¡Qué ganas tenía de volver a publicar...! He tardado más en escribir éste capítulo... pero creo que ha merecido la pena ^^
Como siempre, sigo atenta (y agradezco) comentarios, críticas, sugerecias, etc. en las reviews.
GRACIAS A LOS LECTORES :)
ESPERO QUE OS GUSTE
:3
Diario de una jinete, capítulo 3
-Empezaba a pensar que no vendrías. –se dirige a mí Sarah mientras me abraza.
-Y yo. –le respondo.
-Ya te echaba de menos. –pronuncia Víctor a la vez que lo abrazo.
-Uy uy… si queréis algo más de intimidad me voy, eh…
-Jajaja, anda, cállate.
-¿Qué están haciendo? –me intereso, mientras observo como los jinetes preparan a sus dragones.
-Ahora empezarán las prácticas de vuelo. –me contesta Sarah.
-Que miedo…
-Antes te encantaba hacerlas. –me recuerda ella.
-Antes…
-Vamos, Sarah, déjala.
Nos encontrábamos en un precipicio, apoyados en una valla al borde de éste, desde dónde se observaban perfectamente las maniobras aéreas de los dragones.
Cuánto lo echo de menos… Ojalá tuviera a Sirius conmigo…
-Creo que me voy…
-¿Adónde? –se interesó Víctor.
-No sé… al bosque.
-¿Te acompaño?
-Cómo quieras. Sarah, ¿vienes? –ella seguía distraída con las acrobacias de los jinetes.
-Em… no, no, me quedo aquí. Ya os encontraré más tarde.
-Vale.
Víctor y yo apenas hablamos hasta que llegamos al bosque.
Vamos, di algo… empieza una conversación… pero, ¿sobre qué?
-Oye, Leo… –sus palabras me distrajeron.
-Am… sí. Digo, ¿qué?
-Tengo que hablarte de algo importante.
-Está bien. ¿De qué se trata? –nos miramos el uno al otro, de frente.
-Verás, yo… quería… necesitaba decirte que… -en ese momento me cogió de la mano y me sentó sobre un tronco caído, a su lado.
-¿Qué te pasa?
-Es que yo… -bajó la cabeza. –Lo siento…
-Víctor, ¿de qué estás hablando?
-Yo… -una lágrima suya se vertió sobre mi mano, aún sostenida por él. –Fui el responsable de… -su voz se entrecortaba más a cada palabra que pronunciaba. –de la muerte de Sirius.
En aquel momento un flashback apareció en mis pensamientos:
-Ese dragón no va a traernos más que problemas. –aseguraba el padre de Víctor (y jefe de nuestra aldea) delante de Adán.
Yo aparecía entonces tras la pared.
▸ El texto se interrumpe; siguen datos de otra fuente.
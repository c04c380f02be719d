use chrono::{DateTime, Utc};
use sea_orm::{ActiveModelTrait, ConnectionTrait, DbErr, EntityTrait, QueryOrder, Set};
use serde::Serialize;

use crate::entities::certified_admission;

/// Confirmed-visit log entry. Snapshot fields are copied from the record at
/// confirmation time and never updated afterwards.
#[derive(Debug, Clone, Serialize)]
pub struct CertifiedAdmission {
    pub id: i64,
    pub record_id: i64,
    pub phone_number: String,
    pub name: String,
    pub caller_name: String,
    pub response: Option<String>,
    pub processed_by: i64,
    pub created_at: DateTime<Utc>,
}

#[derive(Debug, Clone)]
pub struct CreateCertifiedAdmission {
    pub record_id: i64,
    pub phone_number: String,
    pub name: String,
    pub caller_name: String,
    pub response: Option<String>,
    pub processed_by: i64,
}

impl CertifiedAdmission {
    fn from_model(model: certified_admission::Model) -> Self {
        Self {
            id: model.id,
            record_id: model.record_id,
            phone_number: model.phone_number,
            name: model.name,
            caller_name: model.caller_name,
            response: model.response,
            processed_by: model.processed_by,
            created_at: model.created_at.into(),
        }
    }

    pub async fn create<C: ConnectionTrait>(
        db: &C,
        data: &CreateCertifiedAdmission,
    ) -> Result<Self, DbErr> {
        let active = certified_admission::ActiveModel {
            record_id: Set(data.record_id),
            phone_number: Set(data.phone_number.clone()),
            name: Set(data.name.clone()),
            caller_name: Set(data.caller_name.clone()),
            response: Set(data.response.clone()),
            processed_by: Set(data.processed_by),
            created_at: Set(Utc::now().into()),
            ..Default::default()
        };
        let model = active.insert(db).await?;
        Ok(Self::from_model(model))
    }

    pub async fn find_all_desc<C: ConnectionTrait>(db: &C) -> Result<Vec<Self>, DbErr> {
        let models = certified_admission::Entity::find()
            .order_by_desc(certified_admission::Column::CreatedAt)
            .order_by_desc(certified_admission::Column::Id)
            .all(db)
            .await?;
        Ok(models.into_iter().map(Self::from_model).collect())
    }
}
use axum::{
    Extension, Json, Router,
    extract::State,
    routing::{get, post},
};
use db::models::user::{CreateUser, User};
use db::types::Role;
use serde::Deserialize;
use services::services::auth;
use utils::response::ApiResponse;

use crate::{
    AppState,
    error::ApiError,
    http::auth::{CurrentUser, require_admin},
};

pub fn router() -> Router<AppState> {
    Router::new()
        .route("/api/users", post(create_user).get(list_users))
        .route("/api/admin/roles", get(list_roles).post(add_role))
}

#[derive(Debug, Deserialize)]
struct CreateUserRequest {
    name: String,
    username: String,
    password: String,
    role: Role,
}

async fn create_user(
    State(state): State<AppState>,
    Extension(CurrentUser(user)): Extension<CurrentUser>,
    Json(payload): Json<CreateUserRequest>,
) -> Result<Json<ApiResponse<User>>, ApiError> {
    require_admin(&user)?;
    let name = payload.name.trim();
    let username = payload.username.trim();
    if name.is_empty() || username.is_empty() || payload.password.is_empty() {
        return Err(ApiError::BadRequest(
            "Name, username and password are required".to_string(),
        ));
    }
    let password_hash = auth::hash_password(&payload.password)?;
    let created = User::create(
        &state.db.conn,
        &CreateUser {
            name: name.to_string(),
            username: username.to_string(),
            password_hash,
            role: payload.role,
        },
    )
    .await?;
    tracing::info!(user_id = created.id, role = %created.role, "user created");
    Ok(Json(ApiResponse::success(created)))
}

async fn list_users(
    State(state): State<AppState>,
    Extension(CurrentUser(user)): Extension<CurrentUser>,
) -> Result<Json<ApiResponse<Vec<User>>>, ApiError> {
    require_admin(&user)?;
    let users = User::find_all(&state.db.conn).await?;
    Ok(Json(ApiResponse::success(users)))
}

async fn list_roles(
    State(state): State<AppState>,
    Extension(CurrentUser(user)): Extension<CurrentUser>,
) -> Result<Json<ApiResponse<Vec<String>>>, ApiError> {
    require_admin(&user)?;
    let roles = User::distinct_roles(&state.db.conn).await?;
    Ok(Json(ApiResponse::success(roles)))
}

#[derive(Debug, Deserialize)]
struct AddRoleRequest {
    role: String,
}

/// Reserves a role name. Roles only materialize once a user carries them, so
/// this just validates the name is new.
async fn add_role(
    State(state): State<AppState>,
    Extension(CurrentUser(user)): Extension<CurrentUser>,
    Json(payload): Json<AddRoleRequest>,
) -> Result<Json<ApiResponse<String>>, ApiError> {
    require_admin(&user)?;
    let role = payload.role.trim().to_lowercase();
    if role.is_empty() {
        return Err(ApiError::BadRequest("Role name is required".to_string()));
    }
    if User::role_exists(&state.db.conn, &role).await? {
        return Err(ApiError::Conflict("Role already exists".to_string()));
    }
    Ok(Json(ApiResponse::success_with_message(role, "Role available")))
}
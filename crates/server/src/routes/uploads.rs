use axum::{
    Extension, Json, Router,
    extract::{Multipart, State},
    routing::post,
};
use services::services::distributor::{self, BatchSummary, SheetUpload};
use utils::response::ApiResponse;

use crate::{
    AppState,
    error::ApiError,
    http::auth::{CurrentUser, require_admin},
};

pub fn router() -> Router<AppState> {
    Router::new().route("/api/admin/upload", post(upload))
}

/// Accepts one or more contact sheets and hands the batch to the
/// distributor. Per-file failures come back in the summary, not as an error.
async fn upload(
    State(state): State<AppState>,
    Extension(CurrentUser(user)): Extension<CurrentUser>,
    mut multipart: Multipart,
) -> Result<Json<ApiResponse<BatchSummary>>, ApiError> {
    require_admin(&user)?;

    let mut sheets = Vec::new();
    while let Some(field) = multipart
        .next_field()
        .await
        .map_err(|e| ApiError::BadRequest(e.to_string()))?
    {
        let Some(filename) = field.file_name().map(str::to_string) else {
            continue;
        };
        let bytes = field
            .bytes()
            .await
            .map_err(|e| ApiError::BadRequest(e.to_string()))?;
        sheets.push(SheetUpload {
            filename,
            bytes: bytes.to_vec(),
        });
    }
    if sheets.is_empty() {
        return Err(ApiError::BadRequest("No files uploaded".to_string()));
    }

    let file_count = sheets.len();
    let summary = distributor::distribute(&state.db.conn, sheets).await?;
    tracing::info!(
        files = file_count,
        added = summary.total_added,
        skipped = summary.total_skipped,
        "upload distributed"
    );
    Ok(Json(ApiResponse::success(summary)))
}
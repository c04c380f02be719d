use axum::{
    extract::{Request, State},
    http::HeaderMap,
    middleware::Next,
    response::Response,
};
use db::models::user::User;

use crate::{AppState, error::ApiError};

/// Resolved identity of the request, stashed as an extension by
/// [`require_auth`].
#[derive(Clone)]
pub struct CurrentUser(pub User);

pub fn parse_authorization_bearer(headers: &HeaderMap) -> Option<&str> {
    let value = headers.get(axum::http::header::AUTHORIZATION)?;
    let value = value.to_str().ok()?;
    let (scheme, token) = value.split_once(' ')?;
    if !scheme.eq_ignore_ascii_case("bearer") {
        return None;
    }
    let token = token.trim();
    if token.is_empty() { None } else { Some(token) }
}

/// Verifies the bearer token and loads the user it was issued for. Everything
/// behind this layer can rely on the `CurrentUser` extension being present.
pub async fn require_auth(
    State(state): State<AppState>,
    mut request: Request,
    next: Next,
) -> Result<Response, ApiError> {
    let token = parse_authorization_bearer(request.headers())
        .ok_or_else(|| ApiError::Unauthorized("Missing bearer token".to_string()))?;
    let user_id = state.auth.verify_token(token)?;
    let user = User::find_by_id(&state.db.conn, user_id)
        .await?
        .ok_or_else(|| ApiError::Unauthorized("Unknown user".to_string()))?;
    request.extensions_mut().insert(CurrentUser(user));
    Ok(next.run(request).await)
}

pub fn require_admin(user: &User) -> Result<(), ApiError> {
    if user.role.is_admin() {
        Ok(())
    } else {
        Err(ApiError::Forbidden("Admin access required".to_string()))
    }
}

pub fn require_caller(user: &User) -> Result<(), ApiError> {
    if user.role.is_caller() {
        Ok(())
    } else {
        Err(ApiError::Forbidden("Caller access required".to_string()))
    }
}

#[cfg(test)]
mod tests {
    use axum::http::HeaderValue;

    use super::*;

    #[test]
    fn parses_bearer_tokens() {
        let mut headers = HeaderMap::new();
        headers.insert(
            axum::http::header::AUTHORIZATION,
            HeaderValue::from_static("Bearer abc.def.ghi"),
        );
        assert_eq!(parse_authorization_bearer(&headers), Some("abc.def.ghi"));
    }

    #[test]
    fn scheme_matches_case_insensitively() {
        for value in ["bearer abc", "BEARER abc", "BeArEr abc"] {
            let mut headers = HeaderMap::new();
            headers.insert(
                axum::http::header::AUTHORIZATION,
                HeaderValue::from_str(value).unwrap(),
            );
            assert_eq!(parse_authorization_bearer(&headers), Some("abc"), "{value}");
        }
    }

    #[test]
    fn rejects_missing_or_malformed_headers() {
        let headers = HeaderMap::new();
        assert_eq!(parse_authorization_bearer(&headers), None);

        let mut headers = HeaderMap::new();
        headers.insert(
            axum::http::header::AUTHORIZATION,
            HeaderValue::from_static("Token abc"),
        );
        assert_eq!(parse_authorization_bearer(&headers), None);

        let mut headers = HeaderMap::new();
        headers.insert(
            axum::http::header::AUTHORIZATION,
            HeaderValue::from_static("Bearer "),
        );
        assert_eq!(parse_authorization_bearer(&headers), None);
    }
}
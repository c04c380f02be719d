use chrono::{Duration, Utc};
use jsonwebtoken::{DecodingKey, EncodingKey, Header, Validation, decode, encode};
use serde::{Deserialize, Serialize};
use thiserror::Error;

const TOKEN_TTL_HOURS: i64 = 24;

#[derive(Debug, Error)]
pub enum AuthError {
    #[error("Invalid or expired token")]
    InvalidToken,
    #[error("Failed to issue token")]
    TokenCreation,
    #[error("Invalid username or password")]
    InvalidCredentials,
    #[error("Failed to hash password")]
    HashingFailed,
}

#[derive(Debug, Serialize, Deserialize)]
pub struct Claims {
    pub sub: i64,
    pub exp: i64,
}

/// Issues and verifies the bearer tokens used by every protected route.
#[derive(Clone)]
pub struct AuthService {
    encoding: EncodingKey,
    decoding: DecodingKey,
}

impl AuthService {
    pub fn new(secret: &str) -> Self {
        Self {
            encoding: EncodingKey::from_secret(secret.as_bytes()),
            decoding: DecodingKey::from_secret(secret.as_bytes()),
        }
    }

    pub fn issue_token(&self, user_id: i64) -> Result<String, AuthError> {
        let claims = Claims {
            sub: user_id,
            exp: (Utc::now() + Duration::hours(TOKEN_TTL_HOURS)).timestamp(),
        };
        encode(&Header::default(), &claims, &self.encoding).map_err(|_| AuthError::TokenCreation)
    }

    /// Returns the user id the token was issued for.
    pub fn verify_token(&self, token: &str) -> Result<i64, AuthError> {
        let data = decode::<Claims>(token, &self.decoding, &Validation::default())
            .map_err(|_| AuthError::InvalidToken)?;
        Ok(data.claims.sub)
    }
}

pub fn hash_password(password: &str) -> Result<String, AuthError> {
    bcrypt::hash(password, bcrypt::DEFAULT_COST).map_err(|_| AuthError::HashingFailed)
}

pub fn verify_password(password: &str, hash: &str) -> Result<bool, AuthError> {
    bcrypt::verify(password, hash).map_err(|_| AuthError::InvalidCredentials)
}

#[cfg(test)]
mod tests {
    use super::*;

    #[test]
    fn token_round_trip_preserves_user_id() {
        let auth = AuthService::new("test-secret");
        let token = auth.issue_token(42).unwrap();
        assert_eq!(auth.verify_token(&token).unwrap(), 42);
    }

    #[test]
    fn token_from_another_secret_is_rejected() {
        let auth = AuthService::new("test-secret");
        let other = AuthService::new("different-secret");
        let token = other.issue_token(42).unwrap();
        assert!(matches!(
            auth.verify_token(&token),
            Err(AuthError::InvalidToken)
        ));
    }

    #[test]
    fn garbage_tokens_are_rejected() {
        let auth = AuthService::new("test-secret");
        assert!(auth.verify_token("not-a-token").is_err());
    }

    #[test]
    fn password_hash_verifies_and_rejects() {
        let hash = hash_password("hunter2").unwrap();
        assert!(verify_password("hunter2", &hash).unwrap());
        assert!(!verify_password("wrong", &hash).unwrap());
    }
}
Llevaba rato escuchando.
-Su nombre es Sirius. Y no es ningún problema. Es mi amigo. No le conocen. Él no es malo.
-Leonora… todos pensamos que es un peligro para la aldea.
-¡No, yo no!
-Leo, vete a tu cuarto, por favor. –me calmaba mi hermano.
-¡No dejaré que se lo lleven! –Y aquella niña de once años que aparecía en mis recuerdos empezaba a llorar. Y se me partía el alma al recordarlo. –Ayer les oí hablando sobre Sirius… ¡decían que iban a matarlo!
-No vamos a matar a ningún dragón.
-Lo mismo decía del suyo, señor. Y lo acabasteis sacrificando… -me defendió Adán.
-No me provoques Adán. Tu padre era un hombre respetable, pero no significa que tú acabes siéndolo.
-Lo siento, señor. No hay trato. –mi hermano acompañaba al padre de Víctor hacia la puerta. –No voy a entregarle, ni mucho menos a venderle el dragón. –Gracias por la visita. –cerró la puerta ante él y yo me lancé a sus brazos. –No va a irse con ellos… Tranquila.
Volví a la realidad: Al bosque, junto a Víctor.